Kubrick provava aqui (como se ainda restassem dúvidas) que era merecedor de um lugar especial no Olimpo dos realizadores, Jack Nicholson que era um dos grandes actores da sétima arte e Stephen King que era justamente, o Mestre do Terror.
Absolutamente perfeito,
Shining dá todo o significado ao cinema de terror, fugindo ao registo do tradicional cinema do género, em que as personagens se vão colocando em fila ao longo do argumento, para serem degoladas e massacradas de maneiras variadas.
Um Royale With Chesse, versão Super Size.
Título:
The Exorcist
Realizador: William Friedkin
Ano: 1973
Corria o ano de 1973 quando estreava o filme-choque que paralisava a crítica. De facto, mais de três décadas depois,
O Exorcista continua a chocar e a assustar, sendo um dos clássicos de terror com mais adeptos no Mundo.
William Friedkin adaptava ao cinema o romance de William Peter Blatty, depois de umas primeiras escolhas falhadas, mas o resultado não podia deixar de ter sido o melhor.
Apesar da sua temática religiosa,
O Exorcista não é um filme apenas para crentes e não crentes católicos; é um filme para cristãos, budistas, muçulmanos e até ateus. Em suma, é um filme para todos os que gostam e até os que não gostam de cinema.
O Exorcista é a história suprema do Bem contra o Mal, mas não só. Tal como
Sinais, também este é um filme sobre fé e crença humana, perdida e reencontrada.

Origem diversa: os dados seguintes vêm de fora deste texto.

//! Telemetry for the Package Health Agent
//!
//! Prometheus metrics covering audit runs; scraped via the handler's
//! `/metrics` route. Structured logging lives with the code it describes and
//! goes through `tracing`.

pub mod metrics;

pub use metrics::{AuditMetrics, AuditMetricsRegistry};

use thiserror::Error;

/// Errors from metrics registration and encoding
#[derive(Error, Debug)]
pub enum MetricsError {
    #[error("metrics registration failed: {0}")]
    Prometheus(#[from] prometheus::Error),

    #[error("metrics encoding failed: {0}")]
    Encoding(String),
}

/// Result type alias for telemetry operations
pub type Result<T> = std::result::Result<T, MetricsError>;
//! Agent configuration
//!
//! Loaded from an optional TOML file, then overridden by environment
//! variables. CLI flags override both (handled in `cli`).
//!
//! ```toml
//! [store]
//! base_url = "https://records.internal"
//! timeout_ms = 10000
//! api_key = "..."
//!
//! [server]
//! bind_addr = "0.0.0.0:8080"
//! ```

use serde::{Deserialize, Serialize};
use std::path::Path;

use crate::client::RecordStoreConfig;
use crate::error::{AuditError, Result};

/// Record store connection settings
#[derive(Debug, Clone, Serialize, Deserialize)]
#[serde(default)]
pub struct StoreSettings {
    /// Base URL of the record store API
    pub base_url: String,
    /// Request timeout in milliseconds
    pub timeout_ms: u64,
    /// API key for the store; unset sends no key header
    #[serde(skip_serializing_if = "Option::is_none")]
    pub api_key: Option<String>,
}

impl Default for StoreSettings {
    fn default() -> Self {
        let defaults = RecordStoreConfig::default();
        Self {
            base_url: defaults.base_url,
            timeout_ms: defaults.timeout_ms,
            api_key: None,
        }
    }
}

impl From<StoreSettings> for RecordStoreConfig {
    fn from(settings: StoreSettings) -> Self {
        RecordStoreConfig {
            base_url: settings.base_url,
            timeout_ms: settings.timeout_ms,
            api_key: settings.api_key,
        }
    }
}

/// HTTP server settings for `serve` mode
#[derive(Debug, Clone, Serialize, Deserialize)]
#[serde(default)]
pub struct ServerSettings {
    /// Address and port to bind
    pub bind_addr: String,
}

impl Default for ServerSettings {
    fn default() -> Self {
        Self {
            bind_addr: "0.0.0.0:8080".to_string(),
        }
    }
}

/// Full agent configuration
#[derive(Debug, Clone, Default, Serialize, Deserialize)]
#[serde(default)]
pub struct AppConfig {
    pub store: StoreSettings,
    pub server: ServerSettings,
}

impl AppConfig {
    /// Load configuration: TOML file (when given), then environment
    /// variable overrides.
    pub fn load(path: Option<&Path>) -> Result<Self> {
        let mut config = match path {
            Some(path) => {
                let raw = std::fs::read_to_string(path).map_err(|e| {
                    AuditError::config(format!("cannot read {}: {}", path.display(), e))
                })?;
                toml::from_str(&raw).map_err(|e| {
                    AuditError::config(format!("cannot parse {}: {}", path.display(), e))
                })?
            }
            None => Self::default(),
        };
        config.apply_env();
        Ok(config)
    }

    /// Apply environment variable overrides
    fn apply_env(&mut self) {
        if let Ok(url) = std::env::var("PACKAGE_HEALTH_STORE_URL") {
            self.store.base_url = url;
        }
        if let Ok(timeout) = std::env::var("PACKAGE_HEALTH_STORE_TIMEOUT_MS") {
            if let Ok(timeout) = timeout.parse() {
                self.store.timeout_ms = timeout;
            }
        }
        if let Ok(key) = std::env::var("PACKAGE_HEALTH_STORE_API_KEY") {
            self.store.api_key = Some(key);
        }
        if let Ok(addr) = std::env::var("PACKAGE_HEALTH_BIND_ADDR") {
            self.server.bind_addr = addr;
        }
    }
}

#[cfg(test)]
mod tests {
    use super::*;

    #[test]
    fn test_defaults() {
        let config = AppConfig::default();
        assert_eq!(config.store.base_url, "http://localhost:8080");
        assert_eq!(config.store.timeout_ms, 10_000);
        assert_eq!(config.server.bind_addr, "0.0.0.0:8080");
    }

    #[test]
    fn test_parse_toml() {
        let raw = r#"
            [store]
            base_url = "https://records.internal"
            api_key = "k-123"

            [server]
            bind_addr = "127.0.0.1:9000"
        "#;
        let config: AppConfig = toml::from_str(raw).unwrap();
        assert_eq!(config.store.base_url, "https://records.internal");
        assert_eq!(config.store.api_key.as_deref(), Some("k-123"));
        // Unset keys keep their defaults
        assert_eq!(config.store.timeout_ms, 10_000);
        assert_eq!(config.server.bind_addr, "127.0.0.1:9000");
    }

    #[test]
    fn test_missing_file_is_a_config_error() {
        let err = AppConfig::load(Some(Path::new("/nonexistent/agent.toml"))).unwrap_err();
        assert!(matches!(err, AuditError::Config(_)));
    }
}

Linda Blair é Regan MacNeil, uma jovem de 12 anos, cuja personalidade começa a alterar-se drasticamente. A mãe, a conceituada actriz Chris MacNeil (Ellen Burstyn), depois de consultar uma panóplia considerável de médicos das mais diferente áreas, é aconselhada a procurar um padre para efectuar um exorcismo, como placebo. No entanto, o padre Damien Karras (Jason Miller) vai encontrar algo mais; e o padre Merrin (Max von Sydow) pode confirmar que aquele é a repetição de um encontro tido à doze anos atrás.
Apesar da abrodagem choque, com cenas de profanismo ou masturbação, o facto é que a verdadeira essência do filme é a abordagem subtil da parte humanitária da história. O filme torna-se chocante e assustador de tão real que é. O tratamento das persgonagens chega mesmo a transparecer um Capra escondido.
E aliada a essa abordagem realista e credível, há o desempenho estrondoso de Linda Blair, que tem uma entrega a 100%, de alma e corpo ao papel de possuída, encarnando cenas verdadeiramente arrepiantes, que fazem virar a cara, mesmo após de já termos visto o filme várias vezes.
Impregnado de mensagens subliminares assustadoras, http://www.imdb.com/title/tt0070047 já viu a sua fórmula ser reptida vezes sem conta, sejam elas sequelas, prequelas ou outros filmes (alguém mencionou
Estigma?), mas nunca chegando aos seus calcanhares.
É o mais perturbador e arrepiante filme de sempre. Intemporal e assustador, que dá todo o sentido ao conceito de terror psicológico! Um Royale With Chesse, que se comido na digestão, vai provocar bastantes pesadelos.